• _What this task involves_
For each line of the data below that contains "PartiallyFilled", return that line.

Top of Records for processing

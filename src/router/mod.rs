//! Order routing and lifecycle orchestration.
//!
//! One [`OrderRecord`] per client order id, advanced only through the
//! lifecycle state machine. Submissions to the same client id are
//! serialized; different ids proceed concurrently. Ambiguous outcomes
//! park the record in `Unknown` until reconciliation resolves them.

use crate::aggregation::AggregationEngine;
use crate::bus::EventBus;
use crate::core::config::CoreConfig;
use crate::core::error::{RouteError, VenueError};
use crate::core::events::{
    CircuitState, EventOrigin, OrderEvent, OrderRecord, OrderStatus, OrderStatusReport,
    UnifiedOrder, VenueId,
};
use chrono::Utc;
use dashmap::DashMap;
use rust_decimal::Decimal;
use std::collections::HashMap;
use std::sync::Arc;
use tokio::task::JoinHandle;
use tracing::{debug, info, warn};

/// Legal lifecycle transitions. Terminal states only admit themselves
/// (fill-detail refreshes); `Unknown` may advance anywhere on venue
/// evidence, and any non-terminal state may sink to `Unknown`.
fn may_transition(from: OrderStatus, to: OrderStatus) -> bool {
    use OrderStatus::*;
    if from == to {
        return true;
    }
    match from {
        Pending => matches!(to, Submitted | Failed | Unknown),
        Submitted => matches!(
            to,
            Open | PartiallyFilled | Filled | Cancelled | Rejected | Failed | Unknown
        ),
        Open => matches!(to, PartiallyFilled | Filled | Cancelled | Rejected | Unknown),
        PartiallyFilled => matches!(to, Filled | Cancelled | Unknown),
        Unknown => true,
        Filled | Cancelled | Rejected | Failed => false,
    }
}

/// The order router / orchestrator. Owns the record table exclusively;
/// everything else observes records through the order topic or the
/// read accessors.
pub struct OrderRouter {
    registry: Arc<crate::venues::registry::VenueRegistry>,
    engine: Arc<AggregationEngine>,
    bus: EventBus,
    config: CoreConfig,
    records: DashMap<String, OrderRecord>,
    submit_locks: DashMap<String, Arc<tokio::sync::Mutex<()>>>,
}
//! Consolidated portfolio across all venues.
//!
//! Maintains one current position per (venue, symbol) and one current
//! balance per (venue, asset), fed by venue events and corrected by
//! periodic snapshot fetches. On a conflict between an event-derived
//! value and a snapshot, the later timestamp wins.

use crate::bus::EventBus;
use crate::core::config::CoreConfig;
use crate::core::events::{
    Balance, CircuitState, OrderEvent, PortfolioView, Position, VenueBreakdown, VenueId,
    VenuePresence,
};
use crate::types::Symbol;
use crate::venues::registry::VenueRegistry;
use chrono::Utc;
use dashmap::DashMap;
use rust_decimal::Decimal;
use std::sync::Arc;
use std::time::Duration;
use tokio::task::JoinHandle;
use tracing::{debug, warn};

/// The portfolio aggregator. Owns the position/balance tables; other
/// components read through [`PortfolioAggregator::view`] or the
/// portfolio topic.
pub struct PortfolioAggregator {
    registry: Arc<VenueRegistry>,
    bus: EventBus,
    snapshot_interval: Duration,
    positions: DashMap<(VenueId, Symbol), Position>,
    balances: DashMap<(VenueId, String), Balance>,
    active_orders: DashMap<String, crate::core::events::OrderStatus>,
}

impl PortfolioAggregator {
    pub fn new(registry: Arc<VenueRegistry>, bus: EventBus, config: &CoreConfig) -> Self {
        Self {
            registry,
            bus,
            snapshot_interval: config.snapshot_interval,
            positions: DashMap::new(),
            balances: DashMap::new(),
            active_orders: DashMap::new(),
        }
    }

    /// Apply a position update. Older-than-current updates are
    /// discarded; a zero-size update deletes the row.
    pub fn apply_position(&self, position: Position) -> bool {
        let key = (position.venue, position.symbol.clone());
        if let Some(existing) = self.positions.get(&key) {
            if existing.updated_at > position.updated_at {
                debug!(venue = %position.venue, symbol = %position.symbol, "stale position update discarded");
                return false;
            }
        }
        if position.size.is_zero() {
            self.positions.remove(&key);
        } else {
            self.positions.insert(key, position);
        }
        self.publish_view();
        true
    }

    /// Apply a balance update with the same conflict rule as positions
    pub fn apply_balance(&self, balance: Balance) -> bool {
        let key = (balance.venue, balance.asset.clone());
        if let Some(existing) = self.balances.get(&key) {
            if existing.updated_at > balance.updated_at {
                return false;
            }
        }
        self.balances.insert(key, balance);
        self.publish_view();
        true
    }

    /// Track the active-order count from order events
    pub fn apply_order(&self, event: &OrderEvent) {
        let key = match &event.client_order_id {
            Some(id) => id.clone(),
            None => match &event.venue_order_id {
                Some(id) => id.clone(),
                None => return,
            },
        };
        if event.status.is_terminal() {
            self.active_orders.remove(&key);
        } else {
            self.active_orders.insert(key, event.status);
        }
        self.publish_view();
    }

    /// All current venue-tagged positions
    pub fn positions(&self) -> Vec<Position> {
        let mut positions: Vec<Position> = self.positions.iter().map(|e| e.value().clone()).collect();
        positions.sort_by(|a, b| (a.venue, &a.symbol).cmp(&(b.venue, &b.symbol)));
        positions
    }

    /// All current venue-tagged balances
    pub fn balances(&self) -> Vec<Balance> {
        let mut balances: Vec<Balance> = self.balances.iter().map(|e| e.value().clone()).collect();
        balances.sort_by(|a, b| (a.venue, &a.asset).cmp(&(b.venue, &b.asset)));
        balances
    }

    /// Recompute the consolidated view
    pub fn view(&self) -> PortfolioView {
        let positions = self.positions();
        let balances = self.balances();

        let mut venues = Vec::new();
        for venue in self.registry.venue_ids() {
            let venue_positions: Vec<&Position> =
                positions.iter().filter(|p| p.venue == venue).collect();
            let balance_count = balances.iter().filter(|b| b.venue == venue).count();
            let presence = if venue_positions.is_empty() && balance_count == 0 {
                VenuePresence::Offline
            } else {
                VenuePresence::Online
            };
            venues.push(VenueBreakdown {
                venue,
                presence,
                unrealized_pnl: venue_positions.iter().map(|p| p.unrealized_pnl).sum(),
                realized_pnl: venue_positions.iter().map(|p| p.realized_pnl).sum(),
                position_count: venue_positions.len(),
                balance_count,
            });
        }

        PortfolioView {
            total_unrealized_pnl: positions.iter().map(|p| p.unrealized_pnl).sum(),
            total_realized_pnl: positions.iter().map(|p| p.realized_pnl).sum(),
            total_notional: positions.iter().map(|p| p.notional()).sum::<Decimal>(),
            positions,
            balances,
            venues,
            active_orders: self.active_orders.len(),
            updated_at: Utc::now(),
        }
    }

    fn publish_view(&self) {
        self.bus.publish_portfolio(self.view());
    }

    /// Pull point-in-time snapshots from every venue whose breaker is
    /// not open, correcting drift from missed events. Rows absent from
    /// a venue's snapshot and older than the fetch are removed.
    pub async fn refresh_snapshots(&self) {
        for venue in self.registry.venue_ids() {
            if self.registry.circuit_state(venue) == Some(CircuitState::Open) {
                continue;
            }
            let fetch_started = Utc::now();
            match self.registry.fetch_positions(venue).await {
                Ok(snapshot) => {
                    let mut seen: Vec<Symbol> = Vec::with_capacity(snapshot.len());
                    for position in snapshot {
                        seen.push(position.symbol.clone());
                        self.apply_position(position);
                    }
                    let gone: Vec<(VenueId, Symbol)> = self
                        .positions
                        .iter()
                        .filter(|e| {
                            let (row_venue, symbol) = e.key();
                            *row_venue == venue
                                && !seen.contains(symbol)
                                && e.value().updated_at < fetch_started
                        })
                        .map(|e| e.key().clone())
                        .collect();
                    for key in gone {
                        self.positions.remove(&key);
                    }
                }
                Err(e) => warn!(venue = %venue, error = %e, "position snapshot failed"),
            }
            match self.registry.fetch_balances(venue).await {
                Ok(snapshot) => {
                    for balance in snapshot {
                        self.apply_balance(balance);
                    }
                }
                Err(e) => warn!(venue = %venue, error = %e, "balance snapshot failed"),
            }
        }
        self.publish_view();
    }

    /// Run the aggregator: consume position/balance/order events and
    /// refresh snapshots on a fixed cadence
    pub fn spawn(self: Arc<Self>) -> JoinHandle<()> {
        let mut positions = self.bus.subscribe_positions();
        let mut balances = self.bus.subscribe_balances();
        let mut orders = self.bus.subscribe_orders();
        let mut refresh = tokio::time::interval(self.snapshot_interval);
        refresh.set_missed_tick_behavior(tokio::time::MissedTickBehavior::Skip);
        tokio::spawn(async move {
            loop {
                tokio::select! {
                    position = positions.recv() => {
                        self.apply_position(position);
                    }
                    balance = balances.recv() => {
                        self.apply_balance(balance);
                    }
                    order = orders.recv() => {
                        self.apply_order(&order);
                    }
                    _ = refresh.tick() => {
                        self.refresh_snapshots().await;
                    }
                }
            }
        })
    }
}

#[cfg(test)]
mod tests {
    use super::*;
    use crate::core::events::{EventOrigin, OrderStatus};
    use crate::types::{Price, Size};
    use crate::venues::connector::VenueConnector;
    use crate::venues::mock::MockVenueConnector;
    use std::str::FromStr;

    fn position(venue: VenueId, symbol: &str, size: &str, unrealized: i64) -> Position {
        Position {
            venue,
            symbol: Symbol::new(symbol),
            size: Size::from_str(size).unwrap(),
            entry_price: Price::from_str("44000").unwrap(),
            mark_price: Price::from_str("45000").unwrap(),
            unrealized_pnl: Decimal::new(unrealized, 0),
            realized_pnl: Decimal::ZERO,
            updated_at: Utc::now(),
        }
    }

    fn setup() -> (EventBus, Vec<Arc<MockVenueConnector>>, PortfolioAggregator) {
        let bus = EventBus::new(64);
        let config = CoreConfig::default();
        let mocks: Vec<Arc<MockVenueConnector>> = VenueId::ALL
            .iter()
            .map(|&v| Arc::new(MockVenueConnector::new(v, bus.clone())))
            .collect();
        let connectors: Vec<Arc<dyn VenueConnector>> = mocks
            .iter()
            .map(|m| m.clone() as Arc<dyn VenueConnector>)
            .collect();
        let registry = Arc::new(VenueRegistry::new(bus.clone(), config.clone(), connectors));
        let aggregator = PortfolioAggregator::new(registry, bus.clone(), &config);
        (bus, mocks, aggregator)
    }

    #[tokio::test]
    async fn test_position_superseded_in_place() {
        let (_bus, _mocks, aggregator) = setup();
        aggregator.apply_position(position(VenueId::Hyperliquid, "BTC-USD", "1", 100));
        aggregator.apply_position(position(VenueId::Hyperliquid, "BTC-USD", "2", 200));

        let positions = aggregator.positions();
        assert_eq!(positions.len(), 1);
        assert_eq!(positions[0].size, Size::from_str("2").unwrap());
    }

    #[tokio::test]
    async fn test_out_of_order_update_discarded() {
        let (_bus, _mocks, aggregator) = setup();
        let newer = position(VenueId::Hyperliquid, "BTC-USD", "2", 200);
        let mut older = position(VenueId::Hyperliquid, "BTC-USD", "1", 100);
        older.updated_at = newer.updated_at - chrono::Duration::seconds(5);

        assert!(aggregator.apply_position(newer));
        assert!(!aggregator.apply_position(older));
        assert_eq!(
            aggregator.positions()[0].size,
            Size::from_str("2").unwrap()
        );
    }

    #[tokio::test]
    async fn test_zero_size_removes_position() {
        let (_bus, _mocks, aggregator) = setup();
        aggregator.apply_position(position(VenueId::Lighter, "ETH-USD", "3", 0));
        aggregator.apply_position(position(VenueId::Lighter, "ETH-USD", "0", 0));
        assert!(aggregator.positions().is_empty());
    }

    #[tokio::test]
    async fn test_view_totals_and_offline_flag() {
        let (_bus, _mocks, aggregator) = setup();
        aggregator.apply_position(position(VenueId::Hyperliquid, "BTC-USD", "1", 150));
        aggregator.apply_position(position(VenueId::Lighter, "BTC-USD", "-1", -50));

        let view = aggregator.view();
        assert_eq!(view.total_unrealized_pnl, Decimal::new(100, 0));
        assert_eq!(view.positions.len(), 2);
        assert_eq!(view.venues.len(), 3);

        let tradexyz = view
            .venues
            .iter()
            .find(|v| v.venue == VenueId::Tradexyz)
            .unwrap();
        assert_eq!(tradexyz.presence, VenuePresence::Offline);
        let hyperliquid = view
            .venues
            .iter()
            .find(|v| v.venue == VenueId::Hyperliquid)
            .unwrap();
        assert_eq!(hyperliquid.presence, VenuePresence::Online);
        assert_eq!(hyperliquid.unrealized_pnl, Decimal::new(150, 0));
    }

    #[tokio::test]
    async fn test_active_order_tracking() {
        let (_bus, _mocks, aggregator) = setup();
        let mut event = OrderEvent {
            origin: EventOrigin::Router,
            venue: VenueId::Hyperliquid,
            client_order_id: Some("c-1".to_string()),
            venue_order_id: None,
            symbol: Symbol::new("BTC-USD"),
            status: OrderStatus::Open,
            filled_quantity: Size::zero(),
            average_fill_price: None,
            error: None,
            timestamp: Utc::now(),
        };
        aggregator.apply_order(&event);
        assert_eq!(aggregator.view().active_orders, 1);

        event.status = OrderStatus::Filled;
        aggregator.apply_order(&event);
        assert_eq!(aggregator.view().active_orders, 0);
    }

    #[tokio::test]
    async fn test_snapshot_refresh_corrects_drift() {
        let (_bus, mocks, aggregator) = setup();
        // Event-derived row that the venue no longer reports
        let mut gone = position(VenueId::Hyperliquid, "ETH-USD", "5", 0);
        gone.updated_at = Utc::now() - chrono::Duration::seconds(60);
        aggregator.apply_position(gone);

        mocks[0].set_positions(vec![position(VenueId::Hyperliquid, "BTC-USD", "1", 10)]);
        aggregator.refresh_snapshots().await;

        let positions = aggregator.positions();
        assert_eq!(positions.len(), 1);
        assert_eq!(positions[0].symbol, Symbol::new("BTC-USD"));
    }

    #[tokio::test]
    async fn test_snapshot_vs_event_later_timestamp_wins() {
        let (_bus, mocks, aggregator) = setup();
        // Live event newer than anything the snapshot will report
        let newer = position(VenueId::Hyperliquid, "BTC-USD", "7", 70);
        let mut snapshot_row = position(VenueId::Hyperliquid, "BTC-USD", "1", 10);
        snapshot_row.updated_at = newer.updated_at - chrono::Duration::seconds(30);

        aggregator.apply_position(newer);
        mocks[0].set_positions(vec![snapshot_row]);
        aggregator.refresh_snapshots().await;

        assert_eq!(
            aggregator.positions()[0].size,
            Size::from_str("7").unwrap()
        );
    }

    #[tokio::test]
    async fn test_view_published_on_contributing_update() {
        let (bus, _mocks, aggregator) = setup();
        let mut views = bus.subscribe_portfolio();
        aggregator.apply_position(position(VenueId::Lighter, "BTC-USD", "1", 5));
        let view = views.recv().await;
        assert_eq!(view.positions.len(), 1);
    }
}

Bottom of Records for processing

• _Task answer_
            Open | PartiallyFilled | Filled | Cancelled | Rejected | Failed | Unknown
        Open => matches!(to, PartiallyFilled | Filled | Cancelled | Rejected | Unknown),
        PartiallyFilled => matches!(to, Filled | Cancelled | Unknown),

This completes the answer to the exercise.